Gayle v. Frank Callen Boys & Girls Club, Inc.
,
So viewed, the record shows that Rowe owned and operated Shellmar. Beginning in 2012, Tyson began working for Rowe by raking, piling limbs, and cleaning up job sites after trees were taken down. Tyson did not work for Rowe full-time; his hours varied depending on how much work Rowe had available. On September 11, 2014, Rowe and Tyson, along with other workers, traveled to Sea Island in Shellmar trucks to remove *140 several trees and all tree debris from the yard of a house under construction. Tyson's job was to help remove limbs and debris after the trees were taken down. As Rowe and the others were taking down the last tree, Tyson was standing off to the side, a safe distance away from the tree, as was a requirement of his job. However, he was still in the yard. Although no one saw what happened, Tyson was struck in the neck by a large pine limb. As a result of the accident, Tyson is a quadriplegic.
Tyson and his partner filed a claim against Scottsdale, which was denied. They then filed suit against Rowe, setting forth claims for negligence, strict liability, breach of contract, and loss of consortium. Rowe answered and asserted a third-party complaint against Scottsdale on the ground that Scottsdale improperly denied coverage. After a hearing, the trial court granted Scottsdale's motion for summary judgment. This appeal follows. 1
1. Tyson and Rowe contend that the trial court erred in determining that the policy excluded Tyson from coverage because he was not engaged in a task at the time of the accident, but rather standing away from the tree-cutting area, speaking on the telephone. We disagree.
In construing an insurance policy, we begin, as with any contract, with the text of the contract itself. One of the most well-established rules of contract construction is that the contract must be construed as a whole, and the whole contract should be looked to in arriving at the construction of any part.

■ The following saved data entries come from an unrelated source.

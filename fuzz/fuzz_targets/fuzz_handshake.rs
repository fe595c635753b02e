#![no_main]

use libfuzzer_sys::fuzz_target;
use source_connector::identity::StaticIdentity;
use source_connector::protocol::{Connector, Listener, Message};
use source_connector::transport::ClientHandle;

fuzz_target!(|data: &[u8]| {
    // Feed arbitrary datagrams through the handshake
    let (handle, _rx) = ClientHandle::channel();
    let mut connector = Connector::new("fuzz", "", "1", 1, StaticIdentity::new(1, vec![1; 8]));
    connector.register(handle);

    for chunk in data.split(|b| *b == b'|') {
        let msg = Message::classify(chunk.to_vec());
        let _ = connector.receive(&msg, msg.sub_type());
    }
});
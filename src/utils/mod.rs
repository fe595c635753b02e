//! # Utility Modules
//!
//! - **Logging**: tracing-subscriber setup from configuration
//! - **Timeout**: async timeout wrapper and defaults

pub mod logging;
pub mod timeout;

Royal v. Ga. Farm Bureau Mut. Ins. Co.
,
The commercial general liability insurance policy issued by Scottsdale to Shellmar provided up to $1,000,000 in bodily injury coverage. However, the policy excludes coverage to bodily injury to "an employee, leased worker, temporary worker, or volunteer worker of any insured" or "[a]ny contractor, subcontractor, sub-subcontractor or anyone hired or retained by or for any insured" if the injury "arises out of and in the course of their employment or retention[.]" (Punctuation omitted.) An "employee" is defined to include a "leased worker," (a worker leased by a labor leasing firm) but not a "temporary worker" ("a person who is furnished to you to substitute for a permanent 'employee' on leave or to meet seasonal or short-term workload conditions").
Pretermitting whether or not Tyson was a Shellmar "employee" as defined by the policy, the undisputed evidence shows that he was "hired or retained" by Shellmar to clean up tree debris on the day of the accident. Indeed, Tyson testified that he was being paid to work at the time the tree fell.
Given this evidence, the relevant inquiry is whether Tyson's injuries arose out of or in the course of his employment or retention. As our Supreme Court has explained,
Georgia courts have not construed the terms "in the course of" and "arising out of" employment outside the context of workers' compensation law. However, the same reasoning used in workers' compensation cases has been held to be applicable to general liability cases.
*141
SCI Liquidating Corp. v. Hartford Fire Ins. Co.
,
And although there was evidence that Tyson was using his phone and otherwise on a break at the time of the accident, under workers' compensation law, "[a]n injury to an employee occurring during working hours and on the employer's premises ordinarily and presumptively will be considered as arising out of and in the course of employment[.]"
2
Miles v. Brown Transp. Corp.
,
Tyson also asserts that he was not an employee because he was not issued a 1099 tax form. However, whether or not he was an employee is not dispositive, given the broader language of the policy exclusion, set forth above. Moreover, although Tyson was paid hourly in cash, he was never provided with any tax documents, and nothing was withheld from his pay, such evidence "is not a controlling or decisive factor."
Royal
,
2. Tyson and Rowe also assert that there is a genuine issue of material fact as to whether Rowe had knowledge of the policy exclusions and whether he relied on representations from his retail agent that "anyone" was covered by the policy, including his employees, such that the policy should have been reformed. Again, we disagree.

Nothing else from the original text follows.